[se kalmé é bwar frè a sêtròpé] (loc. ciné. PROVEN.)
La critique de mœurs et l’observation acérée des travers de leur époque par les concepteurs spontanés de la langue surannée a souvent fait éclore de savoureuse expressions au succès certain avant de chuter dans l’abîme oublieux.
Ainsi, au crépuscule des années surannées, alors que la pression moderniste s’emploie de plus en plus à bâillonner la parole créative, surgit brusquement la faussement impérieuse se calmer et boire frais à Saint-Tropez en guise de dernière sommation adressée à l’excité exigeant.
On se calme et on boit frais à Saint-Tropez !
Destinée à calmer les ardeurs péremptoires de celui qui veut tout tout de suite, soit le moderne typique, se calmer et boire frais à Saint-Tropez enjoint avec philosophie méridionale et apéritive de prendre le temps de la réflexion avant l’action.
Contrairement à ce qu’il pourrait sembler au lettré ce n’est pas à l’échanson, homme de tempérance par essence, que l’on doit cette locution.
Issue d’une méditation cinématographique de Max Pécas sur les amours estivales¹ qui affole la critique en 1987, troisième et ultime volet d’une trilogie portant aux nues l’esprit du barbecue et du monokini, l’expression va connaître un succès immédiat et se retrouver émise à l’encontre de tous les chefaillons de France tempêtant pour qu’un travail quelconque soit terminé sur le champ.
À l’électrisé du bulbe qui ne jure que par ce temps qui pour lui est de l’argent ou à l’azimuté du ciboulot qui trouve dans l’énervement la meilleure façon de faire se hâter le sablier, l’on dira dorénavant de se calmer et boire frais à Saint-Tropez, y compris si l’on se trouve à Strasbourg Brest ou Biarritz, sympathiques bourgades pourtant réputées pour leur éloignement de la Côte d’Azur.
Véritable invitation contemplative, se calmer et boire frais à Saint-Tropez est une formule des plus respectueuses : elle vient en effet en lieu et place d’un plus rustre et viril renvoi dans ses vingt deux du pétulant animé par sa volonté de prompt résultat. Et même si certains lui reprocheront de pousser à la consommation de petit rosé des terroirs de Provence, elle aura vraisemblablement apaisé plus d’une situation tendue.
Cependant, se calmer et boire frais à Saint-Tropez ne perdurera guère plus de dix ans.

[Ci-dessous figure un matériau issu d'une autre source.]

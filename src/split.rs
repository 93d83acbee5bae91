//! Stratified train/test split

use crate::error::{CliniqError, Result};
use ndarray::{Array1, Array2};
use rand::seq::SliceRandom;
use rand::SeedableRng;
use rand_chacha::ChaCha8Rng;
use std::collections::BTreeMap;

/// One train/test partition of the feature matrix and encoded labels
#[derive(Debug, Clone)]
pub struct TrainTestSplit {
    pub x_train: Array2<f64>,
    pub x_test: Array2<f64>,
    pub y_train: Array1<f64>,
    pub y_test: Array1<f64>,
}

/// Split rows into train and test partitions, preserving per-class
/// proportions.
///
/// Every class keeps at least one member on each side, so any class with
/// fewer than two members fails with [`CliniqError::Stratification`] naming
/// it (`class_names` is indexed by encoded label). The shuffle is driven by a
/// ChaCha8 stream seeded from `seed`; identical inputs and seed produce an
/// identical partition.
pub fn stratified_split(
    x: &Array2<f64>,
    y: &Array1<f64>,
    class_names: &[String],
    test_fraction: f64,
    seed: u64,
) -> Result<TrainTestSplit> {
    if !(test_fraction > 0.0 && test_fraction < 1.0) {
        return Err(CliniqError::InvalidParameter {
            name: "test_fraction".to_string(),
            value: format!("{test_fraction}"),
            reason: "must be in (0, 1)".to_string(),
        });
    }
    if x.nrows() != y.len() {
        return Err(CliniqError::ShapeError {
            expected: format!("{} labels", x.nrows()),
            actual: format!("{} labels", y.len()),
        });
    }

    // Group row indices by class, in stable class order.
    let mut class_indices: BTreeMap<i64, Vec<usize>> = BTreeMap::new();
    for (i, &label) in y.iter().enumerate() {
        class_indices.entry(label.round() as i64).or_default().push(i);
    }

    let mut rng = ChaCha8Rng::seed_from_u64(seed);
    let mut train_indices = Vec::new();
    let mut test_indices = Vec::new();

    for (&class, indices) in &class_indices {
        if indices.len() < 2 {
            let name = class_names
                .get(class as usize)
                .cloned()
                .unwrap_or_else(|| class.to_string());
            return Err(CliniqError::Stratification {
                class: name,
                count: indices.len(),
            });
        }

        let mut shuffled = indices.clone();
        shuffled.shuffle(&mut rng);

        let class_test_size = ((shuffled.len() as f64) * test_fraction).max(1.0) as usize;
        let class_test_size = class_test_size.min(shuffled.len() - 1);
        let split_point = shuffled.len() - class_test_size;

        train_indices.extend_from_slice(&shuffled[..split_point]);
        test_indices.extend_from_slice(&shuffled[split_point..]);
    }

    let n_cols = x.ncols();
    let x_train = Array2::from_shape_fn((train_indices.len(), n_cols), |(i, j)| {
        x[[train_indices[i], j]]
    });
    let x_test = Array2::from_shape_fn((test_indices.len(), n_cols), |(i, j)| {
        x[[test_indices[i], j]]
    });
    let y_train = Array1::from_iter(train_indices.iter().map(|&i| y[i]));
    let y_test = Array1::from_iter(test_indices.iter().map(|&i| y[i]));

    Ok(TrainTestSplit {
        x_train,
        x_test,
        y_train,
        y_test,
    })
}

#[cfg(test)]
mod tests {
    use super::*;

    fn class_names() -> Vec<String> {
        vec!["alpha".into(), "beta".into(), "gamma".into()]
    }

    fn balanced(n_per_class: usize, n_classes: usize) -> (Array2<f64>, Array1<f64>) {
        let n = n_per_class * n_classes;
        let x = Array2::from_shape_fn((n, 3), |(i, j)| (i * 3 + j) as f64);
        let y = Array1::from_shape_fn(n, |i| (i / n_per_class) as f64);
        (x, y)
    }

    #[test]
    fn test_preserves_class_proportions() {
        let (x, y) = balanced(20, 3);
        let split = stratified_split(&x, &y, &class_names(), 0.2, 42).unwrap();

        assert_eq!(split.x_train.nrows(), 48);
        assert_eq!(split.x_test.nrows(), 12);
        for class in 0..3 {
            let in_test = split.y_test.iter().filter(|&&v| v == class as f64).count();
            assert_eq!(in_test, 4, "class {class} keeps its share in test");
        }
    }

    #[test]
    fn test_deterministic_for_fixed_seed() {
        let (x, y) = balanced(15, 2);
        let a = stratified_split(&x, &y, &class_names(), 0.2, 42).unwrap();
        let b = stratified_split(&x, &y, &class_names(), 0.2, 42).unwrap();
        assert_eq!(a.x_train, b.x_train);
        assert_eq!(a.y_test, b.y_test);

        let c = stratified_split(&x, &y, &class_names(), 0.2, 7).unwrap();
        // A different stream almost surely picks a different test set; row
        // totals stay fixed either way.
        assert_eq!(c.x_test.nrows(), a.x_test.nrows());
    }

    #[test]
    fn test_tiny_class_present_on_both_sides() {
        // Class 1 has exactly 2 members; both partitions must see it.
        let x = Array2::from_shape_fn((12, 2), |(i, j)| (i + j) as f64);
        let mut labels = vec![0.0; 10];
        labels.extend([1.0, 1.0]);
        let y = Array1::from_vec(labels);

        let split = stratified_split(&x, &y, &class_names(), 0.2, 42).unwrap();
        assert!(split.y_train.iter().any(|&v| v == 1.0));
        assert!(split.y_test.iter().any(|&v| v == 1.0));
    }

    #[test]
    fn test_singleton_class_is_an_error() {
        let x = Array2::zeros((5, 2));
        let y = Array1::from_vec(vec![0.0, 0.0, 0.0, 0.0, 1.0]);

        let err = stratified_split(&x, &y, &class_names(), 0.2, 42).unwrap_err();
        match err {
            CliniqError::Stratification { class, count } => {
                assert_eq!(class, "beta");
                assert_eq!(count, 1);
            }
            other => panic!("expected stratification error, got {other:?}"),
        }
    }

    #[test]
    fn test_invalid_fraction() {
        let (x, y) = balanced(5, 2);
        assert!(stratified_split(&x, &y, &class_names(), 0.0, 42).is_err());
        assert!(stratified_split(&x, &y, &class_names(), 1.0, 42).is_err());
    }
}
//! Winner selection across trained model families.

use crate::evaluation::ModelMetrics;
use crate::training::TrainerOutcome;

/// One family's grid-search outcome and its held-out metrics.
#[derive(Debug, Clone)]
pub struct FamilyResult {
    pub outcome: TrainerOutcome,
    pub metrics: ModelMetrics,
}

/// Index of the result with the highest test accuracy. On a tie the earlier
/// entry wins, so callers should pass results in evaluation order.
pub fn best_index(results: &[FamilyResult]) -> Option<usize> {
    results
        .iter()
        .enumerate()
        .fold(None, |acc: Option<(usize, f64)>, (i, result)| match acc {
            Some(best) if result.metrics.accuracy <= best.1 => Some(best),
            _ => Some((i, result.metrics.accuracy)),
        })
        .map(|(i, _)| i)
}

#[cfg(test)]
mod tests {
    use super::*;
    use crate::config::GridProfile;
    use crate::evaluation::evaluate;
    use crate::training::{LinearTrainer, Trainer};
    use ndarray::{Array1, Array2};

    fn result_with_accuracy(accuracy: f64) -> FamilyResult {
        let x = Array2::from_shape_fn((30, 2), |(i, j)| {
            let offset = if i % 2 == 0 { 0.0 } else { 5.0 };
            offset + (i / 2) as f64 * 0.1 + j as f64 * 0.01
        });
        let y = Array1::from_shape_fn(30, |i| (i % 2) as f64);
        let outcome = LinearTrainer::new(GridProfile::Quick, 3, 42)
            .fit(&x, &y)
            .unwrap();
        let mut metrics = evaluate(&outcome.model, &x, &y).unwrap();
        metrics.accuracy = accuracy;
        FamilyResult { outcome, metrics }
    }

    #[test]
    fn test_highest_accuracy_wins() {
        let results = vec![
            result_with_accuracy(0.70),
            result_with_accuracy(0.90),
            result_with_accuracy(0.80),
        ];
        assert_eq!(best_index(&results), Some(1));
    }

    #[test]
    fn test_tie_goes_to_earlier_family() {
        let results = vec![
            result_with_accuracy(0.85),
            result_with_accuracy(0.85),
            result_with_accuracy(0.85),
        ];
        assert_eq!(best_index(&results), Some(0));
    }

    #[test]
    fn test_empty_results_yield_none() {
        assert_eq!(best_index(&[]), None);
    }
}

Alors que surgissent les années qui vont aller trop vite, l’expression du calme provençal va se voir balayée par l’Universal Mobile Telecommunications System et ses 1,9 Mbits/s, les procès faits aux cigales pour trouble à l’ordre public et cymbalisation intempestive, le 2.0 et les mots terminant en -ing.
Les incompatibles quiétude et fraîcheur du rosé de l’été avec l’ère contemporaine rendront impossible son utilisation.
Le moderne préfère « qu’on se sorte les doigts du *** et qu’on se mette au boulot », comme il dit.